She falls for people easily. Once she grows attached to someone, there is no turning back.
It has taken her months to get over certain people — and years to get over other people.
It doesn’t matter whether they dated longterm or never entered an official relationship. The label makes no difference. Once someone has earned a place in her heart, she finds it impossible to cut them out.
Sure, she can erase their old voicemails from her phone. She can block their texts. She can unfriend and unfollow them. But she can never erase their memories from her mind.
There are certain shows and movies and songs she has trouble enjoying now, because they remind her of someone she used to know. Someone she wishes was still around.

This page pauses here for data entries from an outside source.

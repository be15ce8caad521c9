//! Cache orchestration.
//!
//! Every request runs on its own task and walks the same path: build a key, look the
//! key up, then serve the stored entry, revalidate it or fetch from the origin. Fetched
//! bodies are forwarded to the caller while a copy is buffered for storage, and the
//! entry is only written once the body completed without error or abort.
//!
//! Storage failures after the response was delivered never fail the request; they
//! are reported as notices on the [`RequestHandle`].

mod handle;

pub use handle::{Dispatched, RequestHandle};

use std::fmt;
use std::future::Future;
use std::sync::Arc;
use std::time::Duration;

use bytes::BytesMut;
use futures::StreamExt;
use http::{HeaderMap, StatusCode, request};
use tokio::sync::{mpsc, oneshot, watch};

use crate::Error;
use crate::options::CacheOptions;
use crate::policy::{Decision, Freshness, PolicyOracle, Revalidation, SemanticsOracle};
use crate::response::{Response, ResponseBody};
use crate::transport::{HttpTransport, OutgoingRequest, Transport, TransportConfig, TransportResponse, parse_descriptor};
use stow_core::{CacheConfig, CacheEntry, CacheKey, RequestDescriptor, Storage, cache_key};

/// Anything a request can be started from.
#[derive(Debug)]
pub enum RequestInput {
    Descriptor(RequestDescriptor),
    Url(url::Url),
    /// URL string, canonicalized before use.
    Text(String),
}

impl From<RequestDescriptor> for RequestInput {
    fn from(desc: RequestDescriptor) -> Self {
        RequestInput::Descriptor(desc)
    }
}

impl From<url::Url> for RequestInput {
    fn from(url: url::Url) -> Self {
        RequestInput::Url(url)
    }
}

impl From<&str> for RequestInput {
    fn from(text: &str) -> Self {
        RequestInput::Text(text.to_string())
    }
}

impl From<String> for RequestInput {
    fn from(text: String) -> Self {
        RequestInput::Text(text)
    }
}

impl RequestInput {
    fn into_descriptor(self) -> Result<RequestDescriptor, Error> {
        match self {
            RequestInput::Descriptor(desc) => Ok(desc),
            RequestInput::Url(url) => Ok(RequestDescriptor::from(url)),
            RequestInput::Text(text) => parse_descriptor(&text).map_err(Error::request),
        }
    }
}

/// HTTP client wrapper that answers requests from storage when caching rules allow.
#[derive(Clone)]
pub struct CacheableRequest {
    transport: Arc<dyn Transport>,
    storage: Storage,
    oracle: Arc<dyn PolicyOracle>,
    defaults: CacheOptions,
}

impl fmt::Debug for CacheableRequest {
    fn fmt(&self, f: &mut fmt::Formatter<'_>) -> fmt::Result {
        f.debug_struct("CacheableRequest")
            .field("storage", &self.storage)
            .field("defaults", &self.defaults)
            .finish_non_exhaustive()
    }
}

impl CacheableRequest {
    pub fn new(transport: impl Transport, storage: Storage) -> Self {
        Self {
            transport: Arc::new(transport),
            storage,
            oracle: Arc::new(SemanticsOracle),
            defaults: CacheOptions::default(),
        }
    }

    /// Client backed by a private in-process map.
    pub fn in_memory(transport: impl Transport) -> Self {
        Self::new(transport, Storage::in_memory())
    }

    /// Client with storage and default options taken from configuration.
    pub async fn from_config(config: &CacheConfig, transport: impl Transport) -> Result<Self, Error> {
        let storage = Storage::open(config).await?;
        Ok(Self::new(transport, storage).with_options(CacheOptions::from(config)))
    }

    /// Client using the bundled HTTP transport, everything taken from configuration.
    pub async fn http(config: &CacheConfig) -> Result<Self, Error> {
        let transport = HttpTransport::new(TransportConfig::from(config))?;
        Self::from_config(config, transport).await
    }

    pub fn with_options(mut self, options: CacheOptions) -> Self {
        self.defaults = options;
        self
    }

    pub fn with_oracle(mut self, oracle: impl PolicyOracle) -> Self {
        self.oracle = Arc::new(oracle);
        self
    }

    pub fn storage(&self) -> &Storage {
        &self.storage
    }

    pub fn options(&self) -> &CacheOptions {
        &self.defaults
    }

    /// Start a request on a new task.
    ///
    /// Must be called from within a tokio runtime.
    pub fn request(&self, input: impl Into<RequestInput>) -> RequestHandle {
        let (dispatched_tx, dispatched_rx) = oneshot::channel();
        let (outcome_tx, outcome_rx) = oneshot::channel();
        let (notice_tx, notice_rx) = mpsc::unbounded_channel();
        let (abort_tx, abort_rx) = watch::channel(false);

        let run = Run {
            client: self.clone(),
            dispatched: Some(dispatched_tx),
            outcome: Some(outcome_tx),
            notices: notice_tx,
            abort: abort_rx,
        };
        let task = tokio::spawn(run.execute(input.into()));

        RequestHandle {
            dispatched: Some(dispatched_rx),
            outcome: Some(outcome_rx),
            notices: notice_rx,
            abort: abort_tx,
            task: Some(task),
        }
    }

    /// Run a request and wait for its response. Background storage work continues
    /// after this returns.
    pub async fn send(&self, input: impl Into<RequestInput>) -> Result<Response, Error> {
        self.request(input).response().await
    }
}

/// Where and how a keyed request is persisted.
struct Target {
    storage: Storage,
    key: CacheKey,
    options: CacheOptions,
    had_prior: bool,
}

enum Revalidated {
    /// The stored entry was served.
    Served,
    /// The origin answered with a new representation.
    Changed(TransportResponse, Decision),
    /// The stored entry could not be merged; fetch without validators.
    Failed,
}

/// State of one request task.
struct Run {
    client: CacheableRequest,
    dispatched: Option<oneshot::Sender<Dispatched>>,
    outcome: Option<oneshot::Sender<Result<Response, Error>>>,
    notices: mpsc::UnboundedSender<Error>,
    abort: watch::Receiver<bool>,
}

/// Resolves once `abort` flips to true. Never resolves if the handle is gone.
async fn aborted(abort: &mut watch::Receiver<bool>) {
    if abort.wait_for(|aborted| *aborted).await.is_err() {
        std::future::pending::<()>().await;
    }
}
//! Loading and evaluating the exported classifier.
//!
//! A model artifact is a JSON document produced from the fitted estimator.
//! Once loaded it is immutable and shared across all requests.

pub mod forest;
pub mod logistic;

use serde::Deserialize;
use std::fs;
use std::path::{Path, PathBuf};
use thiserror::Error;
use tracing::{info, warn};

use crate::features::{FEATURE_COUNT, FEATURE_ORDER};
use forest::RandomForest;
use logistic::LogisticRegression;

/// Failure while evaluating a loaded model.
#[derive(Error, Debug, Clone, PartialEq)]
pub enum ModelError {
    #[error("Expected {expected} features, got {got}")]
    DimensionMismatch { expected: usize, got: usize },

    #[error("Feature {index} is not a finite number")]
    NonFiniteInput { index: usize },

    #[error("Model produced an invalid output: {0}")]
    InvalidOutput(String),
}

impl ModelError {
    /// Whether the failure is attributable to the input vector.
    pub fn is_value_error(&self) -> bool {
        matches!(
            self,
            ModelError::DimensionMismatch { .. } | ModelError::NonFiniteInput { .. }
        )
    }
}

/// Failure while loading a model at startup.
#[derive(Error, Debug)]
pub enum ModelLoadError {
    #[error("Failed to read model file {path:?}: {source}")]
    Read {
        path: PathBuf,
        #[source]
        source: std::io::Error,
    },

    #[error("Failed to parse model file {path:?}: {source}")]
    Parse {
        path: PathBuf,
        #[source]
        source: serde_json::Error,
    },

    #[error("Invalid model: {0}")]
    Invalid(String),
}

/// A fitted binary classifier.
pub trait Classifier: Send + Sync {
    /// Kind of estimator, for logs
    fn kind(&self) -> &str;

    /// Number of input features the estimator was fitted on
    fn n_features(&self) -> usize;

    /// Class probabilities `[negative, positive]` for one sample
    fn predict_proba(&self, features: &[f64]) -> Result<[f64; 2], ModelError>;
}

pub(crate) fn check_input(features: &[f64], expected: usize) -> Result<(), ModelError> {
    if features.len() != expected {
        return Err(ModelError::DimensionMismatch {
            expected,
            got: features.len(),
        });
    }
    match features.iter().position(|x| !x.is_finite()) {
        Some(index) => Err(ModelError::NonFiniteInput { index }),
        None => Ok(()),
    }
}

pub(crate) fn ensure_finite(values: &[f64], what: &str) -> Result<(), ModelLoadError> {
    if values.iter().all(|v| v.is_finite()) {
        Ok(())
    } else {
        Err(ModelLoadError::Invalid(format!("{what} contains non-finite values")))
    }
}

#[derive(Debug, Deserialize)]
struct ModelArtifact {
    #[serde(default)]
    name: Option<String>,
    #[serde(default)]
    feature_names: Option<Vec<String>>,
    model: Estimator,
}

#[derive(Debug, Deserialize)]
#[serde(tag = "type")]
enum Estimator {
    #[serde(rename = "logistic_regression")]
    LogisticRegression(LogisticRegression),
    #[serde(rename = "random_forest")]
    RandomForest(RandomForest),
}

/// A model ready to serve, with the metadata it was exported with.
pub struct LoadedModel {
    pub name: String,
    pub classifier: Box<dyn Classifier>,
}

impl std::fmt::Debug for LoadedModel {
    fn fmt(&self, f: &mut std::fmt::Formatter<'_>) -> std::fmt::Result {
        f.debug_struct("LoadedModel")
            .field("name", &self.name)
            .field("kind", &self.classifier.kind())
            .field("n_features", &self.classifier.n_features())
            .finish()
    }
}

impl LoadedModel {
    pub fn new(name: impl Into<String>, classifier: Box<dyn Classifier>) -> Self {
        Self {
            name: name.into(),
            classifier,
        }
    }

    pub fn load(path: &Path) -> Result<Self, ModelLoadError> {
        info!("Loading model from {:?}", path);

        let content = fs::read_to_string(path).map_err(|source| ModelLoadError::Read {
            path: path.to_path_buf(),
            source,
        })?;

        let name = path
            .file_stem()
            .map(|s| s.to_string_lossy().into_owned())
            .unwrap_or_else(|| "model".to_string());

        let model = Self::from_json(&content, &name).map_err(|e| match e {
            ModelLoadError::Parse { source, .. } => ModelLoadError::Parse {
                path: path.to_path_buf(),
                source,
            },
            other => other,
        })?;

        info!(
            "Model '{}' loaded ({}, {} features)",
            model.name,
            model.classifier.kind(),
            model.classifier.n_features()
        );
        Ok(model)
    }

    /// Parses and validates an artifact. `fallback_name` is used when the
    /// artifact does not carry one.
    pub fn from_json(content: &str, fallback_name: &str) -> Result<Self, ModelLoadError> {
        let artifact: ModelArtifact =
            serde_json::from_str(content).map_err(|source| ModelLoadError::Parse {
                path: PathBuf::new(),
                source,
            })?;

        if let Some(names) = &artifact.feature_names {
            if names.iter().map(String::as_str).ne(FEATURE_ORDER.iter().copied()) {
                return Err(ModelLoadError::Invalid(format!(
                    "feature_names {:?} do not match the expected order {:?}",
                    names, FEATURE_ORDER
                )));
            }
        }

        let classifier: Box<dyn Classifier> = match artifact.model {
            Estimator::LogisticRegression(m) => {
                m.validate()?;
                Box::new(m)
            }
            Estimator::RandomForest(m) => {
                m.validate()?;
                Box::new(m)
            }
        };

        if classifier.n_features() != FEATURE_COUNT {
            warn!(
                "Model expects {} features but requests provide {}; predictions will be rejected",
                classifier.n_features(),
                FEATURE_COUNT
            );
        }

        let name = artifact.name.unwrap_or_else(|| fallback_name.to_string());
        Ok(Self::new(name, classifier))
    }
}

#[cfg(test)]
pub(crate) mod tests {
    use super::*;
    use std::io::Write;

    /// Always returns the same positive-class probability.
    pub(crate) struct FixedProbability(pub f64);

    impl Classifier for FixedProbability {
        fn kind(&self) -> &str {
            "fixed"
        }

        fn n_features(&self) -> usize {
            FEATURE_COUNT
        }

        fn predict_proba(&self, features: &[f64]) -> Result<[f64; 2], ModelError> {
            check_input(features, FEATURE_COUNT)?;
            Ok([1.0 - self.0, self.0])
        }
    }

    pub(crate) const LOGISTIC_JSON: &str = r#"{
        "name": "test-logit",
        "feature_names": ["age", "gender", "educationyears", "Global", "EF", "PS",
            "glucose_min", "cholesterol_total", "hypertension_sys", "smoking",
            "Fazekas", "lacunes_num", "SVD_Simple_Score", "CMB_count"],
        "model": {
            "type": "logistic_regression",
            "coefficients": [0.05, 0, 0, 0, 0, 0, 0, 0, 0, 0, 0, 0, 0, 0],
            "intercept": -3.5
        }
    }"#;

    #[test]
    fn loads_from_disk() {
        let mut file = tempfile::NamedTempFile::new().unwrap();
        file.write_all(LOGISTIC_JSON.as_bytes()).unwrap();

        let model = LoadedModel::load(file.path()).unwrap();
        assert_eq!(model.name, "test-logit");
        assert_eq!(model.classifier.kind(), "logistic_regression");
        assert_eq!(model.classifier.n_features(), FEATURE_COUNT);
    }

    #[test]
    fn name_falls_back_to_file_stem() {
        let dir = tempfile::tempdir().unwrap();
        let path = dir.path().join("modelo_demencia.json");
        fs::write(
            &path,
            r#"{"model": {"type": "logistic_regression", "coefficients": [1.0], "intercept": 0.0}}"#,
        )
        .unwrap();
        assert_eq!(LoadedModel::load(&path).unwrap().name, "modelo_demencia");
    }

    #[test]
    fn missing_file_is_a_read_error() {
        let dir = tempfile::tempdir().unwrap();
        let err = LoadedModel::load(&dir.path().join("absent.json")).unwrap_err();
        assert!(matches!(err, ModelLoadError::Read { .. }));
    }

    #[test]
    fn corrupt_file_is_a_parse_error() {
        let mut file = tempfile::NamedTempFile::new().unwrap();
        file.write_all(b"not a serialized model").unwrap();
        let err = LoadedModel::load(file.path()).unwrap_err();
        assert!(matches!(err, ModelLoadError::Parse { ref path, .. } if path == file.path()));

        let err = LoadedModel::from_json(r#"{"model": {"type": "svm"}}"#, "m").unwrap_err();
        assert!(matches!(err, ModelLoadError::Parse { .. }));
    }

    #[test]
    fn reordered_feature_names_are_rejected() {
        let swapped = LOGISTIC_JSON.replacen("\"age\", \"gender\"", "\"gender\", \"age\"", 1);
        let err = LoadedModel::from_json(&swapped, "m").unwrap_err();
        assert!(matches!(err, ModelLoadError::Invalid(_)));
    }

    #[test]
    fn narrower_model_loads_but_rejects_requests() {
        let model = LoadedModel::from_json(
            r#"{"model": {"type": "logistic_regression", "coefficients": [1.0, 2.0], "intercept": 0.0}}"#,
            "m",
        )
        .unwrap();
        let err = model.classifier.predict_proba(&[0.0; FEATURE_COUNT]).unwrap_err();
        assert_eq!(
            err,
            ModelError::DimensionMismatch {
                expected: 2,
                got: FEATURE_COUNT
            }
        );
        assert!(err.is_value_error());
    }

    #[test]
    fn non_finite_input_is_a_value_error() {
        let mut features = [0.0; FEATURE_COUNT];
        features[3] = f64::NAN;
        let err = check_input(&features, FEATURE_COUNT).unwrap_err();
        assert_eq!(err, ModelError::NonFiniteInput { index: 3 });
        assert!(err.is_value_error());
        assert!(!ModelError::InvalidOutput("x".into()).is_value_error());
    }
}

She hates how often she thinks about people who have already forgotten about her. She hates living in the past when everyone else has moved onto the present. She hates being the person who cares more every single time, but she can’t help herself.
She is sentimental. She has a soft heart. She knows she should throw out the gifts her exes and almosts gave her for her birthday and delete the pictures they took together over the summer, but that would kill her. It would be like accepting defeat.

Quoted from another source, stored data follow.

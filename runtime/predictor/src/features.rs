//! Request schema for the prediction endpoint.
//!
//! The wire names below are the column names the model was fitted on. Their
//! order in [`FEATURE_ORDER`] is the order of the model's input vector.

use serde_json::{Map, Value};
use std::fmt;
use thiserror::Error;

pub const FEATURE_COUNT: usize = 14;

/// Wire names in model input order. Never reorder.
pub const FEATURE_ORDER: [&str; FEATURE_COUNT] = [
    "age",
    "gender",
    "educationyears",
    "Global",
    "EF",
    "PS",
    "glucose_min",
    "cholesterol_total",
    "hypertension_sys",
    "smoking",
    "Fazekas",
    "lacunes_num",
    "SVD_Simple_Score",
    "CMB_count",
];

/// Clinical and demographic features of one patient.
#[derive(Debug, Clone, Copy, PartialEq, Default)]
pub struct PredictionInput {
    pub age: f64,
    pub gender: f64,
    pub education_years: f64,
    pub global_cognition: f64,
    pub executive_function: f64,
    pub processing_speed: f64,
    pub glucose_min: f64,
    pub cholesterol_total: f64,
    pub hypertension_sys: f64,
    pub smoking: f64,
    pub fazekas: f64,
    pub lacunes: f64,
    pub svd_score: f64,
    pub microbleeds: f64,
}

type Slot = fn(&mut PredictionInput) -> &mut f64;

/// External name, its space-separated alias, and the struct field it fills.
/// Checked exhaustively on every request. When a body carries both spellings
/// the underscore name wins.
const SCHEMA: [(&str, Option<&str>, Slot); FEATURE_COUNT] = [
    ("age", None, |i| &mut i.age),
    ("gender", None, |i| &mut i.gender),
    ("educationyears", None, |i| &mut i.education_years),
    ("Global", None, |i| &mut i.global_cognition),
    ("EF", None, |i| &mut i.executive_function),
    ("PS", None, |i| &mut i.processing_speed),
    ("glucose_min", Some("glucose min"), |i| &mut i.glucose_min),
    ("cholesterol_total", Some("cholesterol total"), |i| &mut i.cholesterol_total),
    ("hypertension_sys", Some("hypertension sys"), |i| &mut i.hypertension_sys),
    ("smoking", None, |i| &mut i.smoking),
    ("Fazekas", None, |i| &mut i.fazekas),
    ("lacunes_num", Some("lacunes num"), |i| &mut i.lacunes),
    ("SVD_Simple_Score", Some("SVD Simple Score"), |i| &mut i.svd_score),
    ("CMB_count", Some("CMB count"), |i| &mut i.microbleeds),
];

#[derive(Debug, Clone, Copy, PartialEq, Eq)]
pub enum FieldIssue {
    Missing,
    Null,
    NotNumeric,
}

#[derive(Debug, Clone, PartialEq, Eq)]
pub struct FieldError {
    pub field: &'static str,
    pub issue: FieldIssue,
}

impl fmt::Display for FieldError {
    fn fmt(&self, f: &mut fmt::Formatter<'_>) -> fmt::Result {
        match self.issue {
            FieldIssue::Missing => write!(f, "El campo '{}' es obligatorio", self.field),
            FieldIssue::Null => write!(f, "El campo '{}' no puede ser nulo", self.field),
            FieldIssue::NotNumeric => {
                write!(f, "El campo '{}' debe ser un número válido", self.field)
            }
        }
    }
}

#[derive(Error, Debug, Clone, PartialEq)]
pub enum ValidationError {
    #[error("El cuerpo de la petición no es JSON válido: {0}")]
    MalformedBody(String),

    #[error("El cuerpo de la petición debe ser un objeto JSON")]
    NotAnObject,

    #[error("{}", join_fields(.0))]
    Fields(Vec<FieldError>),
}

fn join_fields(errors: &[FieldError]) -> String {
    errors
        .iter()
        .map(ToString::to_string)
        .collect::<Vec<_>>()
        .join("; ")
}

impl ValidationError {
    pub fn fields(&self) -> Vec<&'static str> {
        match self {
            ValidationError::Fields(errors) => errors.iter().map(|e| e.field).collect(),
            _ => Vec::new(),
        }
    }
}

impl PredictionInput {
    pub fn from_json_slice(body: &[u8]) -> Result<Self, ValidationError> {
        let value: Value = serde_json::from_slice(body)
            .map_err(|e| ValidationError::MalformedBody(e.to_string()))?;
        match value {
            Value::Object(map) => Self::from_object(&map),
            _ => Err(ValidationError::NotAnObject),
        }
    }

    /// Every field is checked so the caller sees all problems at once.
    /// Keys outside the schema are ignored.
    pub fn from_object(map: &Map<String, Value>) -> Result<Self, ValidationError> {
        let mut input = PredictionInput::default();
        let mut errors = Vec::new();

        for (field, alias, slot) in SCHEMA {
            let value = map
                .get(field)
                .or_else(|| alias.and_then(|a| map.get(a)));
            match value.map(coerce) {
                Some(Ok(v)) => *slot(&mut input) = v,
                Some(Err(issue)) => errors.push(FieldError { field, issue }),
                None => errors.push(FieldError {
                    field,
                    issue: FieldIssue::Missing,
                }),
            }
        }

        if errors.is_empty() {
            Ok(input)
        } else {
            Err(ValidationError::Fields(errors))
        }
    }

    /// Model input vector, in [`FEATURE_ORDER`].
    pub fn to_features(&self) -> [f64; FEATURE_COUNT] {
        [
            self.age,
            self.gender,
            self.education_years,
            self.global_cognition,
            self.executive_function,
            self.processing_speed,
            self.glucose_min,
            self.cholesterol_total,
            self.hypertension_sys,
            self.smoking,
            self.fazekas,
            self.lacunes,
            self.svd_score,
            self.microbleeds,
        ]
    }
}

fn coerce(value: &Value) -> Result<f64, FieldIssue> {
    let number = match value {
        Value::Null => return Err(FieldIssue::Null),
        Value::Number(n) => n.as_f64(),
        Value::String(s) => s.trim().parse::<f64>().ok(),
        Value::Bool(_) | Value::Array(_) | Value::Object(_) => None,
    };
    number
        .filter(|n| n.is_finite())
        .ok_or(FieldIssue::NotNumeric)
}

In her mind, there is always a chance for reconciliation, so she doesn’t want to get rid of anything she might want back one day. Even though she knows it’s a bad idea, she will leave keepsakes on her shelves or at least hide them deep in her closet, so she can grab them if something changes.
Her friends keep telling her she deserves better, she is going to be fine, she shouldn’t waste her tears on some random boy. Unfortunately, that is hard for her to believe, because she romanticizes the past.
When she thinks of old flames, she rarely focuses on the fights they had and the mixed signals they bounced back and forth. Instead, she focuses on the good times. The moments when it seemed like their relationship was going to lead to something real. Something that could have lasted a lifetime.
In her mind, it doesn’t matter whether she spent three years dating an ex or three months texting an almost. Their connection is all that matters. If someone left an imprint on her heart, she is going to fuss over them. She is going to struggle to accept they are gone and they are not coming back.
She has a hard time getting over exes and almosts, because even though she falls for people easily, she doesn’t fall for people often. She has been hurt a million times before, which is why she closes her heart off to most people. She only opens her ribcage for the ones she deems worthy, the ones she trusts not to hurt her.
It takes a special kind of person to wiggle their way into her heart and once that happens it’s impossible to remove them.